Task objective. Below are records; copy every line among them that contains the word "total".

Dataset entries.
· · · · · · ·

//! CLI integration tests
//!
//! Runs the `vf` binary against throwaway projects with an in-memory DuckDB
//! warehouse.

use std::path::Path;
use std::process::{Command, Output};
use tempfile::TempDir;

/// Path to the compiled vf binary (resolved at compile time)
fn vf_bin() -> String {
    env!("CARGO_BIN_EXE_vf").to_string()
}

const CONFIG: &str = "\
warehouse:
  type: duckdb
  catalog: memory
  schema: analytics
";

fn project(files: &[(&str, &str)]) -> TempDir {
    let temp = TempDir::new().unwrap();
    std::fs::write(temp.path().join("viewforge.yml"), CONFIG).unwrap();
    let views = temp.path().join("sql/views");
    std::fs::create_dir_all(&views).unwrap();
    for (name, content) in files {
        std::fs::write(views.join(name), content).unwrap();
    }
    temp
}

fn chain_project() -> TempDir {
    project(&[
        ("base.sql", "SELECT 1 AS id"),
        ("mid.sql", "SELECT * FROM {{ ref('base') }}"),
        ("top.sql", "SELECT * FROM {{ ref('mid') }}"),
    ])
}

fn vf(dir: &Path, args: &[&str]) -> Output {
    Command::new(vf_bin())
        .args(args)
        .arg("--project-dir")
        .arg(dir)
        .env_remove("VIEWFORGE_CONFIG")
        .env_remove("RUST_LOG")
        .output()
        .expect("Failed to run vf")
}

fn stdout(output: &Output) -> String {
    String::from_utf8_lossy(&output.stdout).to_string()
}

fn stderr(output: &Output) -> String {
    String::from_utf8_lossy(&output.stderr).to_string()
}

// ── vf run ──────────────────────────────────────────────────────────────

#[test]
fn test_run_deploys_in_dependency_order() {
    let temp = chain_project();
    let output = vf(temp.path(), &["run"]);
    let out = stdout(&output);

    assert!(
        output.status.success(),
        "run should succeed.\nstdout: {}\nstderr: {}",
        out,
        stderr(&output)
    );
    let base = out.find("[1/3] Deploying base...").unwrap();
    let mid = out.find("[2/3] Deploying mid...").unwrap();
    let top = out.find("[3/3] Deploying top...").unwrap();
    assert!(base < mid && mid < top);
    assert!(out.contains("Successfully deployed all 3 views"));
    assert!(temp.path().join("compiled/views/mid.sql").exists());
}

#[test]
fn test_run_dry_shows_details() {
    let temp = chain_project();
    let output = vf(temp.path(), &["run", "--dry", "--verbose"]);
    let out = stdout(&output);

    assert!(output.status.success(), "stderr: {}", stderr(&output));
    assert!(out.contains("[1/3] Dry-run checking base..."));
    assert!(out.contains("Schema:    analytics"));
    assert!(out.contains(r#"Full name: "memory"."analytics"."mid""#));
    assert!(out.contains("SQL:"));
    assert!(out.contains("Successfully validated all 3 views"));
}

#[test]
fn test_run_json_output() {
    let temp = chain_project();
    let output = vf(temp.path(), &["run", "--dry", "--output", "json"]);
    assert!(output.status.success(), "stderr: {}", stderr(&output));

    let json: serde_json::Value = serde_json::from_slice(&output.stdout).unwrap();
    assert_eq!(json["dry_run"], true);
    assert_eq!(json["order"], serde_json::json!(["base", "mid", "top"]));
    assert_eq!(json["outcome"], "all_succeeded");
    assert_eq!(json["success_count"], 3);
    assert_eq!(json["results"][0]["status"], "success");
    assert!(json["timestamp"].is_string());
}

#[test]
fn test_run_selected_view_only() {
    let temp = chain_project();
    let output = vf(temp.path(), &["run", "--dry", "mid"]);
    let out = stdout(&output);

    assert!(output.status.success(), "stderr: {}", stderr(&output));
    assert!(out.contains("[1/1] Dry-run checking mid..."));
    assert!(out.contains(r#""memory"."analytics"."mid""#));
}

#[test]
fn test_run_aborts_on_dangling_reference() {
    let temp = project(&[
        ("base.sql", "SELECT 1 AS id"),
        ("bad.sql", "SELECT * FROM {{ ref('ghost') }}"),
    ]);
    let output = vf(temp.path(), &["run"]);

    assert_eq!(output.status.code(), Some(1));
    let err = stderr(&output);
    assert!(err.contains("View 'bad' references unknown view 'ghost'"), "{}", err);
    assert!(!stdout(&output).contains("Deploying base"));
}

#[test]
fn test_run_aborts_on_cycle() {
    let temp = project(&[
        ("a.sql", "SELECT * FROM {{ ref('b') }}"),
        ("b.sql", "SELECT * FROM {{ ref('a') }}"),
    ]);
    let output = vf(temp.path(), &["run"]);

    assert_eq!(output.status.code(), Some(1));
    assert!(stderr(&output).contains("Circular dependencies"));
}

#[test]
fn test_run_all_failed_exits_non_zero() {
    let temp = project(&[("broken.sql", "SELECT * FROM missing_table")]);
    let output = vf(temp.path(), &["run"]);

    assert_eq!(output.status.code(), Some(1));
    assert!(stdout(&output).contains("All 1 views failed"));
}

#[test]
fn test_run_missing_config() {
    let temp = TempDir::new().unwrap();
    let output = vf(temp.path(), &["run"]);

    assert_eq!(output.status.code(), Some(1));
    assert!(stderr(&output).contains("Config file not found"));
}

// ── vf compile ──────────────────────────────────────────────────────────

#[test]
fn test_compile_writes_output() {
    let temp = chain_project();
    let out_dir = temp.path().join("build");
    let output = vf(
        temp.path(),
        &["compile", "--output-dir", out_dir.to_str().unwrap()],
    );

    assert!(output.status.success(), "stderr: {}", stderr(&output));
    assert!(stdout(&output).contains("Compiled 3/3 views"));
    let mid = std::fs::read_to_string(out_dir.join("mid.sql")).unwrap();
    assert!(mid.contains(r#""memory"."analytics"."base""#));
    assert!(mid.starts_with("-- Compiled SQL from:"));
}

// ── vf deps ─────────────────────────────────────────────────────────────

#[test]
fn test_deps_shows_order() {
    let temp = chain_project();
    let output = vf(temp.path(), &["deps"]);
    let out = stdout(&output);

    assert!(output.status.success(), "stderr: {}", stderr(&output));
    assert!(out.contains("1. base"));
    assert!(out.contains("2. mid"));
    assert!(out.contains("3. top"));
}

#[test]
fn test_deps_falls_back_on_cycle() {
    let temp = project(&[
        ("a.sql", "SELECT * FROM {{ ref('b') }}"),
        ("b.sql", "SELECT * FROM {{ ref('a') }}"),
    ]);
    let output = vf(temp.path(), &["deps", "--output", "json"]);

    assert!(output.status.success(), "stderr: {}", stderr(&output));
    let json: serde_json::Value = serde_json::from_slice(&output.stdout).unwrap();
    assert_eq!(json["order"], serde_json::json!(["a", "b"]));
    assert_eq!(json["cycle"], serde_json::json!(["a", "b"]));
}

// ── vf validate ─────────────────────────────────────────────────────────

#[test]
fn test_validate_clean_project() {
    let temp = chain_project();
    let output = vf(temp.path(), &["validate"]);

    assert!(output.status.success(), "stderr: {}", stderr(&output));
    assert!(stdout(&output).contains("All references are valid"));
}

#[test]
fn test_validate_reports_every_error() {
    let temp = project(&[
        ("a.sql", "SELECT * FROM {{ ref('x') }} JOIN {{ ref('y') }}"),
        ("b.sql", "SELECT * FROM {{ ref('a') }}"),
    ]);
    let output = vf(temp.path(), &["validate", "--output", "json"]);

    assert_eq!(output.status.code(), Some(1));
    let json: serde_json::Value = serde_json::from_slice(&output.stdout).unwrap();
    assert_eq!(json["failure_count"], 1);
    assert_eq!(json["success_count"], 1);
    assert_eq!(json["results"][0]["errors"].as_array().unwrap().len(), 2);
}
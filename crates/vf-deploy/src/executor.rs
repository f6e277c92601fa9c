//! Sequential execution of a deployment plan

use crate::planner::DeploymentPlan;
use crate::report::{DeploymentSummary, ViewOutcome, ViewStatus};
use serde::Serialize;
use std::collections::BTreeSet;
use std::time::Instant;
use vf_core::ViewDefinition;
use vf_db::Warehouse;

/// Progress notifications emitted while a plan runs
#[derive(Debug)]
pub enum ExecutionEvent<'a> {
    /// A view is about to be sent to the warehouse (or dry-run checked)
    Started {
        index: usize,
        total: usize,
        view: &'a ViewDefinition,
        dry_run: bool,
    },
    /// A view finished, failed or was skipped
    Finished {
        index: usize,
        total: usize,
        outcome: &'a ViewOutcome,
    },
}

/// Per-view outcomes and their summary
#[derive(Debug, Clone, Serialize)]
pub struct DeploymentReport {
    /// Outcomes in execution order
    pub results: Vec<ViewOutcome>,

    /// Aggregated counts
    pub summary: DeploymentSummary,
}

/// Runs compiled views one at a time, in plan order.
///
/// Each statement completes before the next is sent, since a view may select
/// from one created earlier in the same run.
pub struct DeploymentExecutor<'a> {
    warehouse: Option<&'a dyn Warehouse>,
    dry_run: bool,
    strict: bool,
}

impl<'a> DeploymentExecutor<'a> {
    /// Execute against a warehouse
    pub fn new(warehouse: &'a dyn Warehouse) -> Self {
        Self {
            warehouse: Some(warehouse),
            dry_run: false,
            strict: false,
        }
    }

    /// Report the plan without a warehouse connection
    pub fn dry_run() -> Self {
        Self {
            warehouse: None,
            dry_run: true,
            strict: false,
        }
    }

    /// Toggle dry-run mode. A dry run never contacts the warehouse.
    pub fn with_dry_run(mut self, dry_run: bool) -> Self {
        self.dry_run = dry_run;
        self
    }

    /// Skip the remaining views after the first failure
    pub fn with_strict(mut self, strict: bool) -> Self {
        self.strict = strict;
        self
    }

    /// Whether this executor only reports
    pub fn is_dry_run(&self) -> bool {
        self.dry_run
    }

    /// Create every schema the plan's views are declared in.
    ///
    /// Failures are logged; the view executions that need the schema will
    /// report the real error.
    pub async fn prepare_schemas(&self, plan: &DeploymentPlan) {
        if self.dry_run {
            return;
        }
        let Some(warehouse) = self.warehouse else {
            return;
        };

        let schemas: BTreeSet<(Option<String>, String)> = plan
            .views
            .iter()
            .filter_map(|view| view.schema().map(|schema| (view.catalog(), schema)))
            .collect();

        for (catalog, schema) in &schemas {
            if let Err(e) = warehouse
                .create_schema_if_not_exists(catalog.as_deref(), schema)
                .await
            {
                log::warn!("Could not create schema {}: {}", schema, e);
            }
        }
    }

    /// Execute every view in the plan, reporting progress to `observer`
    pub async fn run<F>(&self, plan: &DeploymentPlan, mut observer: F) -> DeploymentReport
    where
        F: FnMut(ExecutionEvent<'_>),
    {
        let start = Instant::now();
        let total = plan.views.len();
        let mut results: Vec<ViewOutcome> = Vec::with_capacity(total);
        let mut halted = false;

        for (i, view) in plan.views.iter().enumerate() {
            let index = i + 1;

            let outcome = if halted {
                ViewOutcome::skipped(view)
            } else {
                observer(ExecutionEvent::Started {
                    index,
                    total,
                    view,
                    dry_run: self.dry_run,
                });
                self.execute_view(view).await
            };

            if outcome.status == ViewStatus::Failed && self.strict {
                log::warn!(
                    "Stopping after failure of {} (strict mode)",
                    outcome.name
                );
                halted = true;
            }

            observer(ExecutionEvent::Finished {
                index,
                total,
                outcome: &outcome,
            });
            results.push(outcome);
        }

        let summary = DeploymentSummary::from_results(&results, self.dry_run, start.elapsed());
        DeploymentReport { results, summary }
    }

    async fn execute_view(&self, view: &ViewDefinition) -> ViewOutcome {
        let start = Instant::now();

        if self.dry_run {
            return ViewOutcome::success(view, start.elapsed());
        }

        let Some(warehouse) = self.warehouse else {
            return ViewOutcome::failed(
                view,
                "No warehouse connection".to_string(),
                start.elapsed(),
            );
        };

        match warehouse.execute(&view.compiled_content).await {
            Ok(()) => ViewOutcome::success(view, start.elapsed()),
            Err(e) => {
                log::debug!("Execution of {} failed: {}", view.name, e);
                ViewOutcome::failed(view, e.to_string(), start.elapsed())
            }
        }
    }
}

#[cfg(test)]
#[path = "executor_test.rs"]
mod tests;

· · · · · · ·

Answer section.
        total: usize,
        total: usize,
        let total = plan.views.len();
        let mut results: Vec<ViewOutcome> = Vec::with_capacity(total);
                    total,
                total,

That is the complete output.